Dataset entries |
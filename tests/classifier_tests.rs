//! Integration tests for the track classifier.
//!
//! Tests cover:
//! - Worked examples for movie and TV discs
//! - Episode numbering with offsets across discs
//! - Threshold changes through configuration

use disc_organizer::core::classifier::{classify, classify_tv};
use disc_organizer::models::config::ClassifyConfig;
use disc_organizer::models::disc::Category;
use disc_organizer::models::track::{Confidence, Role, Track};
use std::path::PathBuf;

fn tracks(minutes: &[f64]) -> Vec<Track> {
    minutes
        .iter()
        .enumerate()
        .map(|(i, m)| Track {
            path: PathBuf::from(format!("/tmp/disc/title_t{:02}.mkv", i)),
            index: i as u32,
            duration_secs: Some(m * 60.0),
            size_bytes: 1000,
            languages: Vec::new(),
            default_flag: false,
            forced_flag: false,
        })
        .collect()
}

fn roles(minutes: &[f64], category: Category) -> Vec<Role> {
    classify(category, &tracks(minutes), &ClassifyConfig::default())
        .results
        .into_iter()
        .map(|r| r.role)
        .collect()
}

#[test]
fn test_movie_example_main_feature() {
    assert_eq!(
        roles(&[138.0, 5.0, 3.0], Category::Movies),
        vec![
            Role::MainFeature,
            Role::Bonus { ordinal: 1 },
            Role::Bonus { ordinal: 2 }
        ]
    );
}

#[test]
fn test_movie_main_feature_need_not_be_first() {
    assert_eq!(
        roles(&[2.0, 95.0, 41.0], Category::Movies),
        vec![
            Role::Bonus { ordinal: 1 },
            Role::MainFeature,
            Role::Bonus { ordinal: 2 }
        ]
    );
}

#[test]
fn test_movie_short_disc_is_fallback_with_warning() {
    let result = classify(
        Category::Movies,
        &tracks(&[22.0, 10.0]),
        &ClassifyConfig::default(),
    );
    assert_eq!(result.count("fallback"), 2);
    assert!(result
        .results
        .iter()
        .all(|r| r.confidence == Confidence::Fallback));
    assert_eq!(result.warnings.len(), 1);
}

#[test]
fn test_tv_example_singles_and_double() {
    let result = classify(
        Category::Tv,
        &tracks(&[44.0, 45.0, 46.0, 91.0]),
        &ClassifyConfig::default(),
    );

    assert_eq!(result.median_secs, Some(45.0 * 60.0));
    assert_eq!(
        result.results.iter().map(|r| r.role).collect::<Vec<_>>(),
        vec![
            Role::EpisodeSingle { episode: 1 },
            Role::EpisodeSingle { episode: 2 },
            Role::EpisodeSingle { episode: 3 },
            Role::EpisodeDouble { first: 4 },
        ]
    );
    assert_eq!(result.last_episode(), Some(5));
}

#[test]
fn test_tv_play_all_and_extras() {
    let result = classify(
        Category::Tv,
        &tracks(&[45.0, 45.0, 3.0, 135.0, 45.0]),
        &ClassifyConfig::default(),
    );
    assert_eq!(
        result.results.iter().map(|r| r.role).collect::<Vec<_>>(),
        vec![
            Role::EpisodeSingle { episode: 1 },
            Role::EpisodeSingle { episode: 2 },
            Role::Fallback { ordinal: 1 },
            Role::PlayAll { ordinal: 1 },
            Role::EpisodeSingle { episode: 3 },
        ]
    );
}

#[test]
fn test_tv_offset_continues_numbering() {
    let result = classify_tv(
        &tracks(&[44.0, 46.0, 91.0]),
        &ClassifyConfig::default(),
        5,
    );
    assert_eq!(
        result.results.iter().map(|r| r.role).collect::<Vec<_>>(),
        vec![
            Role::EpisodeSingle { episode: 5 },
            Role::EpisodeSingle { episode: 6 },
            Role::EpisodeDouble { first: 7 },
        ]
    );
}

#[test]
fn test_tv_bonus_tracks_do_not_move_median() {
    let cfg = ClassifyConfig::default();
    let base = classify(Category::Tv, &tracks(&[44.0, 45.0, 46.0]), &cfg);
    let with_bonus = classify(Category::Tv, &tracks(&[44.0, 45.0, 46.0, 2.0, 7.5, 12.0]), &cfg);
    assert_eq!(base.median_secs, with_bonus.median_secs);
}

#[test]
fn test_tv_thresholds_are_configurable() {
    let mut cfg = ClassifyConfig::default();
    cfg.min_episode_secs = 10.0 * 60.0;
    cfg.max_episode_secs = 30.0 * 60.0;

    let result = classify(Category::Tv, &tracks(&[22.0, 23.0, 24.0]), &cfg);
    assert_eq!(result.count("episode_single"), 3);

    let result = classify(Category::Tv, &tracks(&[22.0, 23.0, 24.0]), &ClassifyConfig::default());
    assert_eq!(result.count("episode_single"), 3);

    cfg.single_tolerance = 0.01;
    let result = classify(Category::Tv, &tracks(&[22.0, 23.0, 24.0]), &cfg);
    assert_eq!(result.count("episode_single"), 1);
    assert_eq!(result.count("fallback"), 2);
}

#[test]
fn test_classification_is_deterministic() {
    let cfg = ClassifyConfig::default();
    let input = tracks(&[44.0, 45.0, 46.0, 91.0, 3.0]);
    let first = classify(Category::Tv, &input, &cfg);
    let second = classify(Category::Tv, &input, &cfg);
    assert_eq!(first.results, second.results);
}
//! Folder name generator.

use crate::core::parser::sanitize_filename;
use crate::models::disc::TitleInfo;

/// Generate movie folder name.
///
/// Format: `${title} (${year})`
pub fn movie_folder(title: &TitleInfo) -> String {
    sanitize_filename(&title.folder_name())
}

/// Generate TV show folder name.
///
/// Format: `${series} (${year})`
pub fn series_folder(title: &TitleInfo) -> String {
    sanitize_filename(&title.folder_name())
}

/// Generate season folder name.
///
/// Format: `season ${NN}`
pub fn season_folder(season: u16) -> String {
    format!("season {:02}", season)
}

#[cfg(test)]
mod tests {
    use super::*;

    fn title(name: &str, year: Option<u16>) -> TitleInfo {
        TitleInfo {
            title: name.to_string(),
            year,
            ..Default::default()
        }
    }

    #[test]
    fn test_movie_folder() {
        assert_eq!(movie_folder(&title("Heat", Some(1995))), "Heat (1995)");
        assert_eq!(movie_folder(&title("Alien: Resurrection", None)), "Alien_ Resurrection");
    }

    #[test]
    fn test_series_folder() {
        assert_eq!(series_folder(&title("Lost", Some(2004))), "Lost (2004)");
    }

    #[test]
    fn test_season_folder() {
        assert_eq!(season_folder(1), "season 01");
        assert_eq!(season_folder(12), "season 12");
    }
}
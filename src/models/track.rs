//! Track and classification models.

use serde::{Deserialize, Serialize};
use std::path::PathBuf;

/// One output media stream produced by remux.
#[derive(Debug, Clone, PartialEq, Serialize, Deserialize)]
pub struct Track {
    /// Extracted file in the temporary directory.
    pub path: PathBuf,
    /// Title index reported by the remux tool.
    pub index: u32,
    /// Container duration in seconds, if the probe could read it.
    pub duration_secs: Option<f64>,
    /// File size at extraction time.
    pub size_bytes: u64,
    /// Audio language tags.
    #[serde(default)]
    pub languages: Vec<String>,
    /// Any stream flagged default.
    #[serde(default)]
    pub default_flag: bool,
    /// Any stream flagged forced.
    #[serde(default)]
    pub forced_flag: bool,
}

impl Track {
    /// File extension, defaulting to mkv.
    pub fn extension(&self) -> String {
        self.path
            .extension()
            .and_then(|e| e.to_str())
            .map(|e| e.to_lowercase())
            .unwrap_or_else(|| "mkv".to_string())
    }
}

/// What a track is.
#[derive(Debug, Clone, Copy, PartialEq, Eq, Serialize, Deserialize)]
#[serde(tag = "role", rename_all = "snake_case")]
pub enum Role {
    /// The primary movie content.
    MainFeature,
    /// Extra content, numbered in track order.
    Bonus { ordinal: u32 },
    /// A single episode.
    EpisodeSingle { episode: u32 },
    /// Two episodes in one track, starting at `first`.
    EpisodeDouble { first: u32 },
    /// Several episodes back to back.
    PlayAll { ordinal: u32 },
    /// Could not be classified; named by the fallback policy.
    Fallback { ordinal: u32 },
}

impl Role {
    /// Episode number or ordinal within the disc.
    pub fn rank(&self) -> Option<u32> {
        match *self {
            Role::MainFeature => None,
            Role::Bonus { ordinal } | Role::PlayAll { ordinal } | Role::Fallback { ordinal } => {
                Some(ordinal)
            }
            Role::EpisodeSingle { episode } => Some(episode),
            Role::EpisodeDouble { first } => Some(first),
        }
    }

    /// Short lowercase label.
    pub fn label(&self) -> &'static str {
        match self {
            Role::MainFeature => "main_feature",
            Role::Bonus { .. } => "bonus",
            Role::EpisodeSingle { .. } => "episode_single",
            Role::EpisodeDouble { .. } => "episode_double",
            Role::PlayAll { .. } => "play_all",
            Role::Fallback { .. } => "fallback",
        }
    }

    /// First episode number this role covers.
    pub fn first_episode(&self) -> Option<u32> {
        match *self {
            Role::EpisodeSingle { episode } => Some(episode),
            Role::EpisodeDouble { first } => Some(first),
            _ => None,
        }
    }

    /// Last episode number this role consumes.
    pub fn last_episode(&self) -> Option<u32> {
        match *self {
            Role::EpisodeSingle { episode } => Some(episode),
            Role::EpisodeDouble { first } => Some(first + 1),
            _ => None,
        }
    }
}

/// How the role was decided.
#[derive(Debug, Clone, Copy, PartialEq, Eq, Serialize, Deserialize)]
#[serde(rename_all = "lowercase")]
pub enum Confidence {
    Heuristic,
    Fallback,
}

/// One outcome per track.
#[derive(Debug, Clone, PartialEq, Serialize, Deserialize)]
pub struct ClassificationResult {
    pub track: Track,
    pub role: Role,
    pub confidence: Confidence,
}

impl ClassificationResult {
    pub fn rank(&self) -> Option<u32> {
        self.role.rank()
    }
}
//! Filename generator.

use crate::core::parser::sanitize_filename;
use crate::models::disc::TitleInfo;
use regex::Regex;
use std::sync::OnceLock;

/// Generate main feature filename.
///
/// Format: `${title} (${year})( [${version}]).${ext}`
pub fn main_feature_filename(title: &TitleInfo, extension: &str) -> String {
    let base = match &title.version {
        Some(version) => format!("{} [{}]", title.folder_name(), version),
        None => title.folder_name(),
    };
    format!("{}.{}", sanitize_filename(&base), extension)
}

/// Generate bonus filename.
///
/// Format: `${title} (${year}) - extra${NN}.${ext}`
pub fn bonus_filename(title: &TitleInfo, ordinal: u32, extension: &str) -> String {
    format!(
        "{} - extra{:02}.{}",
        sanitize_filename(&title.folder_name()),
        ordinal,
        extension
    )
}

/// Generate trailer filename.
///
/// Format: `${title} (${year}) - trailer${NN}.${ext}`
pub fn trailer_filename(title: &TitleInfo, ordinal: u32, extension: &str) -> String {
    format!(
        "{} - trailer{:02}.{}",
        sanitize_filename(&title.folder_name()),
        ordinal,
        extension
    )
}

/// Generate episode filename.
///
/// Format: `${series} - S${NN}E${MM}(-E${MM+1}).${ext}`
pub fn episode_filename(
    series: &str,
    season: u16,
    episode: u32,
    last_episode: Option<u32>,
    extension: &str,
) -> String {
    let span = match last_episode {
        Some(last) if last != episode => format!("S{:02}E{:02}-E{:02}", season, episode, last),
        _ => format!("S{:02}E{:02}", season, episode),
    };
    format!("{} - {}.{}", sanitize_filename(series), span, extension)
}

/// Generate play-all filename.
///
/// Format: `${series} - playall${NN}.${ext}`
pub fn play_all_filename(series: &str, ordinal: u32, extension: &str) -> String {
    format!("{} - playall{:02}.{}", sanitize_filename(series), ordinal, extension)
}

/// Generate fallback filename.
///
/// Format: `${name} track${NN}.${ext}`, or `track${NN}.${ext}` without a name.
pub fn fallback_filename(name: Option<&str>, ordinal: u32, extension: &str) -> String {
    match name.map(sanitize_filename).filter(|n| !n.is_empty()) {
        Some(name) => format!("{} track{:02}.{}", name, ordinal, extension),
        None => format!("track{:02}.{}", ordinal, extension),
    }
}

/// Episode span found in a file name: season, first and optional last episode.
pub fn parse_episode_span(file_name: &str) -> Option<(u16, u32, Option<u32>)> {
    static SPAN: OnceLock<Regex> = OnceLock::new();
    let re = SPAN.get_or_init(|| {
        Regex::new(r"(?i)S(\d{1,2})E(\d{1,3})(?:[-_ ]?E(\d{1,3}))?").expect("static pattern")
    });

    let caps = re.captures(file_name)?;
    let season = caps.get(1)?.as_str().parse().ok()?;
    let first = caps.get(2)?.as_str().parse().ok()?;
    let last = caps.get(3).and_then(|m| m.as_str().parse().ok());
    Some((season, first, last))
}

/// Rename an episode file produced by an external matcher to the library
/// schema, keeping any episode title it appended.
///
/// Returns `None` when the name carries no episode span.
pub fn normalize_episode_name(file_name: &str, series: &str) -> Option<String> {
    static SPAN: OnceLock<Regex> = OnceLock::new();
    static EDGES: OnceLock<Regex> = OnceLock::new();

    let (season, first, last) = parse_episode_span(file_name)?;
    let (stem, extension) = match file_name.rsplit_once('.') {
        Some((stem, ext)) => (stem, ext.to_lowercase()),
        None => (file_name, "mkv".to_string()),
    };

    let span_re = SPAN.get_or_init(|| {
        Regex::new(r"(?i)S\d{1,2}E\d{1,3}(?:[-_ ]?E\d{1,3})?").expect("static pattern")
    });
    let edges_re =
        EDGES.get_or_init(|| Regex::new(r"^[\s\-_.]+|[\s\-_.]+$").expect("static pattern"));

    let rest = span_re.replace(stem, "");
    let mut episode_title = edges_re.replace_all(&rest, "").replace(['_', '.'], " ");
    let series_prefix = sanitize_filename(series);
    if episode_title
        .to_lowercase()
        .starts_with(&series_prefix.to_lowercase())
    {
        if let Some(rest) = episode_title.get(series_prefix.len()..) {
            episode_title = rest.to_string();
        }
    }
    let episode_title = sanitize_filename(
        episode_title.trim_matches(|c: char| c.is_whitespace() || c == '-'),
    );

    let base = episode_filename(series, season, first, last, &extension);
    if episode_title.is_empty() {
        Some(base)
    } else {
        let (base_stem, _) = base.rsplit_once('.').unwrap_or((base.as_str(), ""));
        Some(format!("{} - {}.{}", base_stem, episode_title, extension))
    }
}
//! Data models.

pub mod config;
pub mod disc;
pub mod record;
pub mod track;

DIRECTIONS FOR THIS TASK |
Count up the lines in the preceding data that include the word "rest"; respond with the number only.

SOLUTION |
4